[DATASET RECORDS]

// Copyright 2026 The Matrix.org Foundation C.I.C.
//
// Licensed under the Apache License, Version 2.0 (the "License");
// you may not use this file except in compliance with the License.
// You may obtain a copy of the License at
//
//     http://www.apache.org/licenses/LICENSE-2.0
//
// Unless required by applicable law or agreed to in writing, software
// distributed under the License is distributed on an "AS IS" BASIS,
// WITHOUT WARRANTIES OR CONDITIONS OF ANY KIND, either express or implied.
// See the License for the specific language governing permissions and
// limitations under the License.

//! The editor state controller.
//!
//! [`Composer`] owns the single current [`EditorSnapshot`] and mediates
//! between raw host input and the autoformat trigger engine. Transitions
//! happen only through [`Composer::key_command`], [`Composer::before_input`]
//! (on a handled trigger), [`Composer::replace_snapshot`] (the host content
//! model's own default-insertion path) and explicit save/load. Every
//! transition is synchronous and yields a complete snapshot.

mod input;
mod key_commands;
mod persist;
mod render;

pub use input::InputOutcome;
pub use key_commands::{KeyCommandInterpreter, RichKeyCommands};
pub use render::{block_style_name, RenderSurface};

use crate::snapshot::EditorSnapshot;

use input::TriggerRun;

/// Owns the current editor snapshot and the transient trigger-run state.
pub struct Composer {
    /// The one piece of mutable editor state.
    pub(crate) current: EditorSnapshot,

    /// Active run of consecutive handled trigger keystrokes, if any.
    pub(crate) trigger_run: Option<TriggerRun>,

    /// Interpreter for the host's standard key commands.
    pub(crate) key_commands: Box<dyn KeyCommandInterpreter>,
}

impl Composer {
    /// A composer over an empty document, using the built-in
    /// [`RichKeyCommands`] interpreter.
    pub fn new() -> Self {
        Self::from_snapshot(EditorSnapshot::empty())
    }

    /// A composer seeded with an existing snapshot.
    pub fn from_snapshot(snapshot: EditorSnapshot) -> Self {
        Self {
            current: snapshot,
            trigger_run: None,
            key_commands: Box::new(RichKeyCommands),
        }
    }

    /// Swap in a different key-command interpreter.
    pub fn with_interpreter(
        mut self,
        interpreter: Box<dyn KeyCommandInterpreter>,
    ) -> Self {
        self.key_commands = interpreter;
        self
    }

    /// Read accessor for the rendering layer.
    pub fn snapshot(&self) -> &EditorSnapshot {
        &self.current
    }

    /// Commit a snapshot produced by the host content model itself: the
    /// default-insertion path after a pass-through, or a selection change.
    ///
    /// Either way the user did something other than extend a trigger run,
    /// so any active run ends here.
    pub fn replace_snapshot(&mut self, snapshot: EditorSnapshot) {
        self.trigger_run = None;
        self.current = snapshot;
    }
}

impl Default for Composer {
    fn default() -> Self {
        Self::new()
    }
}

[/DATASET RECORDS]

▶ EXERCISE OBJECTIVE: Copy out the data above, word for word.

▶ WORKED SOLUTION:
// Copyright 2026 The Matrix.org Foundation C.I.C.
//
// Licensed under the Apache License, Version 2.0 (the "License");
// you may not use this file except in compliance with the License.
// You may obtain a copy of the License at
//
//     http://www.apache.org/licenses/LICENSE-2.0
//
// Unless required by applicable law or agreed to in writing, software
// distributed under the License is distributed on an "AS IS" BASIS,
// WITHOUT WARRANTIES OR CONDITIONS OF ANY KIND, either express or implied.
// See the License for the specific language governing permissions and
// limitations under the License.

//! The editor state controller.
//!
//! [`Composer`] owns the single current [`EditorSnapshot`] and mediates
//! between raw host input and the autoformat trigger engine. Transitions
//! happen only through [`Composer::key_command`], [`Composer::before_input`]
//! (on a handled trigger), [`Composer::replace_snapshot`] (the host content
//! model's own default-insertion path) and explicit save/load. Every
//! transition is synchronous and yields a complete snapshot.

mod input;
mod key_commands;
mod persist;
mod render;

pub use input::InputOutcome;
pub use key_commands::{KeyCommandInterpreter, RichKeyCommands};
pub use render::{block_style_name, RenderSurface};

use crate::snapshot::EditorSnapshot;

use input::TriggerRun;

/// Owns the current editor snapshot and the transient trigger-run state.
pub struct Composer {
    /// The one piece of mutable editor state.
    pub(crate) current: EditorSnapshot,

    /// Active run of consecutive handled trigger keystrokes, if any.
    pub(crate) trigger_run: Option<TriggerRun>,

    /// Interpreter for the host's standard key commands.
    pub(crate) key_commands: Box<dyn KeyCommandInterpreter>,
}

impl Composer {
    /// A composer over an empty document, using the built-in
    /// [`RichKeyCommands`] interpreter.
    pub fn new() -> Self {
        Self::from_snapshot(EditorSnapshot::empty())
    }

    /// A composer seeded with an existing snapshot.
    pub fn from_snapshot(snapshot: EditorSnapshot) -> Self {
        Self {
            current: snapshot,
            trigger_run: None,
            key_commands: Box::new(RichKeyCommands),
        }
    }

    /// Swap in a different key-command interpreter.
    pub fn with_interpreter(
        mut self,
        interpreter: Box<dyn KeyCommandInterpreter>,
    ) -> Self {
        self.key_commands = interpreter;
        self
    }

    /// Read accessor for the rendering layer.
    pub fn snapshot(&self) -> &EditorSnapshot {
        &self.current
    }

    /// Commit a snapshot produced by the host content model itself: the
    /// default-insertion path after a pass-through, or a selection change.
    ///
    /// Either way the user did something other than extend a trigger run,
    /// so any active run ends here.
    pub fn replace_snapshot(&mut self, snapshot: EditorSnapshot) {
        self.trigger_run = None;
        self.current = snapshot;
    }
}

impl Default for Composer {
    fn default() -> Self {
        Self::new()
    }
}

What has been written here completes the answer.